Tra i motivi tutt’altro che trascurabili – e purtroppo trascuratissimi per esempio nelle analisi
post voto – che rendono un’impresa far impresa in Italia, che alimentano la sfiducia nell’establishment, che condannano le forze politiche tradizionali all’afasia e innalzano populismi irresponsabili alle responsabilità di governo, c’è la marea di debiti che la pubblica amministrazione ha accumulato nei confronti dei fornitori privati. E il tradimento delle promesse, perché Renzi un paio di leggi sensate le aveva pur fatte, ma di fronte al moloch burocratico non c’è politica che tenga.

Stranamente non se ne è parlato in campagna elettorale,eppure le imprese continuano a morire a mucchi, più di un imprenditore disperato ha scelto di farla finita, altri hanno perso tutto, chi l’azienda, chi la casa. Per giungere a casi assurdi come quello dell’Inail che intima lo sfratto al Tribunale di Bari perché il Ministero non paga l’affitto da tre anni. O come il caso del signor Bramini da Monza, specializzato nel trattamento dei rifiuti con la sua Icom, che è stato costretto a fallire nel 2011. E la sua unica casa è stata messa all’asta dal Tribunale di Monza: il 16 aprile alle 14 sarà sgomberata dalla forza pubblica.

A non pagare Bramini erano le A.T.O. (ambito territoriale ottimale, acronimo che è tutto un programma) siciliane: 4 milioni di crediti andati in fumo perché se li è visti scontare del 90% dal curatore fallimentare che, equiparandole a società private semifallite, ha pensato fosse meglio prendere quello che c’era in cassa che niente.

“L’intrico delle società partecipate, dove l’interesse politico scorrazza dietro la foglia di fico del diritto privato” (Massimo Cacciari) è un tumore che estende le sue metastasi ad ogni ambito della vita associata. Eppure, da Monti in poi, il problema – il record negativo in Europa per il maggiore debito commerciale della pubblica amministrazione verso le imprese fornitrici di beni e servizi, pari a 3 punti di Pil – sembrava esser stato messo in cima alle preoccupazioni, non foss’altro per galvanizzare una crescita così anemica da compromettere ogni tentativo di riduzione del debito pubblico.

Ma, appunto, come nel caso del signor Bramini, la legge che, giustamente, consente di certificare i crediti vantati dalle aziende per poterli cedere alle banche, non funziona perché poi lo Stato non paga neanche le banche che si vedono costrette quindi a interrompere il circuito virtuoso.

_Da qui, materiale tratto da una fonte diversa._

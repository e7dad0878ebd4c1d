// ABOUTME: Status bar color overrides inside the host's color customization map
// ABOUTME: Applies, removes and previews the two status bar keys, leaving foreign keys untouched

use async_trait::async_trait;
use statusmark_logging::{debug, info};
use statusmark_types::{Outcome, STATUS_BAR_COLOR_PALETTE, StatusBarKey};
use std::sync::Arc;

use crate::capabilities::{
    ColorCustomizationStore, ColorCustomizations, ColorSnapshot, HostServices,
};
use crate::color::{contrasting_text_color, normalize_hex_color, parse_hex_color};
use crate::error::Result;
use crate::picker::{ChoicePicker, CustomPrompt, Preview};
use crate::prompt::INVALID_COLOR_MESSAGE;

pub const RESET_TO_DEFAULT_MESSAGE: &str = "Status bar color reset to the theme default.";
pub const APPLY_CONFIRMATION: &str = "This will update the status bar color for this workspace.";
pub const APPLY_ACTION: &str = "Apply";

pub const STATUS_BAR_PICKER: ChoicePicker<'static> = ChoicePicker {
    title: "Status Bar Color",
    placeholder: "Select a status bar color or choose Custom… to enter your own.",
    palette: STATUS_BAR_COLOR_PALETTE,
    custom: CustomPrompt::HexColor {
        title: "Status Bar Color",
        prompt: "Enter the background color for the status bar in hexadecimal format (#RRGGBB).",
    },
};

/// Options for [`apply_status_bar_color`]
#[derive(Debug, Clone, Copy, Default, PartialEq, Eq)]
pub struct ApplyColorOptions {
    /// Apply without the modal confirmation
    pub skip_confirmation: bool,
    /// Suppress informational and error messages
    pub silent: bool,
}

/// The current status bar background override, or an empty string
pub fn background_of(map: Option<&ColorCustomizations>) -> String {
    map.and_then(|m| m.get(StatusBarKey::Background.as_str()))
        .cloned()
        .unwrap_or_default()
}

/// Remove both status bar keys. The map disappears when nothing else is left in it.
pub fn without_status_bar_color(map: Option<ColorCustomizations>) -> Option<ColorCustomizations> {
    let mut map = map.unwrap_or_default();
    for key in StatusBarKey::ALL {
        map.remove(key.as_str());
    }
    (!map.is_empty()).then_some(map)
}

/// Set the background to `color` and the foreground to its contrasting text color.
/// `color` must already be normalized.
pub fn with_status_bar_color(map: Option<ColorCustomizations>, color: &str) -> ColorCustomizations {
    let mut map = map.unwrap_or_default();
    map.insert(StatusBarKey::Background.as_str().to_string(), color.to_string());
    map.insert(
        StatusBarKey::Foreground.as_str().to_string(),
        contrasting_text_color(color).to_string(),
    );
    map
}

/// Write `color` as the status bar override; an empty color removes the override.
///
/// Returns false when nothing was written, either because the color is not a
/// valid hex value or because the user declined the confirmation.
pub async fn apply_status_bar_color(
    host: &HostServices,
    color: &str,
    options: ApplyColorOptions,
) -> Result<bool> {
    let current = host.colors.color_customizations().await?;
    let trimmed = color.trim();

    if trimmed.is_empty() {
        host.colors
            .set_color_customizations(without_status_bar_color(current))
            .await?;
        if !options.silent {
            host.info(RESET_TO_DEFAULT_MESSAGE);
        }
        return Ok(true);
    }

    let normalized = normalize_hex_color(trimmed);
    if parse_hex_color(&normalized).is_none() {
        if !options.silent {
            host.error(INVALID_COLOR_MESSAGE);
        }
        return Ok(false);
    }

    if !options.skip_confirmation
        && !host
            .prompts
            .confirm(APPLY_CONFIRMATION, APPLY_ACTION)
            .await?
    {
        info!(color = %normalized, "Status bar color change declined");
        return Ok(false);
    }

    host.colors
        .set_color_customizations(Some(with_status_bar_color(current, &normalized)))
        .await?;
    Ok(true)
}

/// Previews colors on the status bar and restores the whole map on rollback
pub struct StatusBarPreview {
    colors: Arc<dyn ColorCustomizationStore>,
    snapshot: ColorSnapshot,
}

impl StatusBarPreview {
    /// Snapshot the color customization map as it is now
    pub async fn capture(colors: Arc<dyn ColorCustomizationStore>) -> Result<Self> {
        let snapshot = colors.snapshot().await?;
        Ok(Self { colors, snapshot })
    }

    /// Status bar background at capture time, or an empty string
    pub fn original_background(&self) -> String {
        background_of(self.snapshot.map.as_ref())
    }
}

#[async_trait]
impl Preview for StatusBarPreview {
    async fn preview(&self, value: &str) -> Result<()> {
        let current = self.colors.color_customizations().await?;
        let trimmed = value.trim();

        let next = if trimmed.is_empty() {
            without_status_bar_color(current.clone())
        } else {
            let normalized = normalize_hex_color(trimmed);
            if parse_hex_color(&normalized).is_none() {
                debug!(value = trimmed, "Skipping preview of invalid status bar color");
                return Ok(());
            }
            Some(with_status_bar_color(current.clone(), &normalized))
        };

        if next == current {
            return Ok(());
        }
        debug!(value = trimmed, target_surface = "status_bar", "Previewing color");
        self.colors.set_color_customizations(next).await
    }

    async fn restore(&self) -> Result<()> {
        self.colors.restore(&self.snapshot).await
    }
}

/// Run the status bar picker against an already captured preview
pub async fn pick_status_bar_color(
    host: &HostServices,
    preview: &StatusBarPreview,
) -> Result<Outcome<String>> {
    let initial = preview.original_background();
    STATUS_BAR_PICKER
        .pick(host.prompts.as_ref(), &initial, preview)
        .await
}

#[cfg(test)]
mod tests {
    use super::*;
    use crate::testing::{MemoryColors, TestHost, color_map};
    use statusmark_types::STATUS_BAR_COLOR_PALETTE;

    #[test]
    fn test_reset_preserves_foreign_keys() {
        let map = color_map(&[
            ("statusBar.background", "#111"),
            ("unrelated.key", "x"),
        ]);

        let result = without_status_bar_color(Some(map));

        assert_eq!(result, Some(color_map(&[("unrelated.key", "x")])));
    }

    #[test]
    fn test_reset_drops_map_when_empty() {
        let map = color_map(&[
            ("statusBar.background", "#1E3A8A"),
            ("statusBar.foreground", "#ffffff"),
        ]);

        assert_eq!(without_status_bar_color(Some(map)), None);
        assert_eq!(without_status_bar_color(None), None);
    }

    #[test]
    fn test_with_status_bar_color_sets_contrast() {
        let map = with_status_bar_color(Some(color_map(&[("editor.background", "#000")])), "#F59E0B");

        assert_eq!(
            map,
            color_map(&[
                ("editor.background", "#000"),
                ("statusBar.background", "#F59E0B"),
                ("statusBar.foreground", "#000000"),
            ])
        );
    }

    #[tokio::test]
    async fn test_apply_requires_confirmation() {
        let host = TestHost::new();
        host.prompts.push_confirm(false);

        let applied = apply_status_bar_color(&host.services(), "1e3a8a", ApplyColorOptions::default())
            .await
            .unwrap();

        assert!(!applied);
        assert_eq!(host.colors.current(), None);

        host.prompts.push_confirm(true);
        let applied = apply_status_bar_color(&host.services(), "1e3a8a", ApplyColorOptions::default())
            .await
            .unwrap();

        assert!(applied);
        assert_eq!(
            host.colors.current(),
            Some(color_map(&[
                ("statusBar.background", "#1e3a8a"),
                ("statusBar.foreground", "#ffffff"),
            ]))
        );
    }

    #[tokio::test]
    async fn test_apply_rejects_invalid_color() {
        let host = TestHost::new();

        let applied = apply_status_bar_color(
            &host.services(),
            "#12",
            ApplyColorOptions {
                skip_confirmation: true,
                silent: false,
            },
        )
        .await
        .unwrap();

        assert!(!applied);
        assert_eq!(host.colors.write_count(), 0);
        assert_eq!(
            host.prompts.messages(),
            vec![(
                crate::capabilities::MessageLevel::Error,
                INVALID_COLOR_MESSAGE.to_string()
            )]
        );
    }

    #[tokio::test]
    async fn test_apply_empty_resets_without_confirmation() {
        let host = TestHost::new();
        host.colors.set(Some(color_map(&[
            ("statusBar.background", "#111111"),
            ("statusBar.foreground", "#ffffff"),
            ("unrelated.key", "x"),
        ])));

        let applied = apply_status_bar_color(&host.services(), "", ApplyColorOptions::default())
            .await
            .unwrap();

        assert!(applied);
        assert_eq!(host.colors.current(), Some(color_map(&[("unrelated.key", "x")])));
        assert_eq!(
            host.prompts.messages(),
            vec![(
                crate::capabilities::MessageLevel::Info,
                RESET_TO_DEFAULT_MESSAGE.to_string()
            )]
        );
    }

    #[tokio::test]
    async fn test_preview_restore_reinstates_whole_map() {
        let colors = Arc::new(MemoryColors::with(Some(color_map(&[
            ("statusBar.background", "#059669"),
            ("statusBar.foreground", "#ffffff"),
            ("tab.activeBorder", "#ff0000"),
        ]))));
        let original = colors.current();
        let preview = StatusBarPreview::capture(colors.clone()).await.unwrap();
        assert_eq!(preview.original_background(), "#059669");

        preview.preview(STATUS_BAR_COLOR_PALETTE[3].value).await.unwrap();
        assert_eq!(
            background_of(colors.current().as_ref()),
            STATUS_BAR_COLOR_PALETTE[3].value
        );

        preview.preview("").await.unwrap();
        assert_eq!(colors.current(), Some(color_map(&[("tab.activeBorder", "#ff0000")])));

        preview.restore().await.unwrap();
        assert_eq!(colors.current(), original);
    }

    #[tokio::test]
    async fn test_preview_of_current_state_writes_nothing() {
        let colors = Arc::new(MemoryColors::default());
        let preview = StatusBarPreview::capture(colors.clone()).await.unwrap();

        // Theme Default over a map with no override
        preview.preview("").await.unwrap();
        assert_eq!(colors.write_count(), 0);

        colors.set(Some(color_map(&[
            ("statusBar.background", "#1E3A8A"),
            ("statusBar.foreground", "#ffffff"),
        ])));
        preview.preview("#1e3a8a").await.unwrap();
        assert_eq!(colors.write_count(), 1);
        preview.preview("#1e3a8a").await.unwrap();
        assert_eq!(colors.write_count(), 1);
    }

    #[tokio::test]
    async fn test_restore_removes_map_that_did_not_exist() {
        let colors = Arc::new(MemoryColors::default());
        let preview = StatusBarPreview::capture(colors.clone()).await.unwrap();

        preview.preview("#7C3AED").await.unwrap();
        assert!(colors.current().is_some());

        preview.restore().await.unwrap();
        assert_eq!(colors.current(), None);
    }
}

Per questo Andrea Innocenti, ex imprenditore e amministratore leghista a Vercelli, a proposito del caso Bramini parla di “omicidio preterintenzionale” dello Stato italiano: “Lo Stato sta volontariamente mancando di inserire le A.T.O. siciliane (e chissà quante altre) tra le Pubbliche Amministrazioni. Per ‘nascondere’ all’Europa la vera massa debitoria dell’Italia”. Toni forse troppo forti, ma di sicuro è impossibile dargli torto.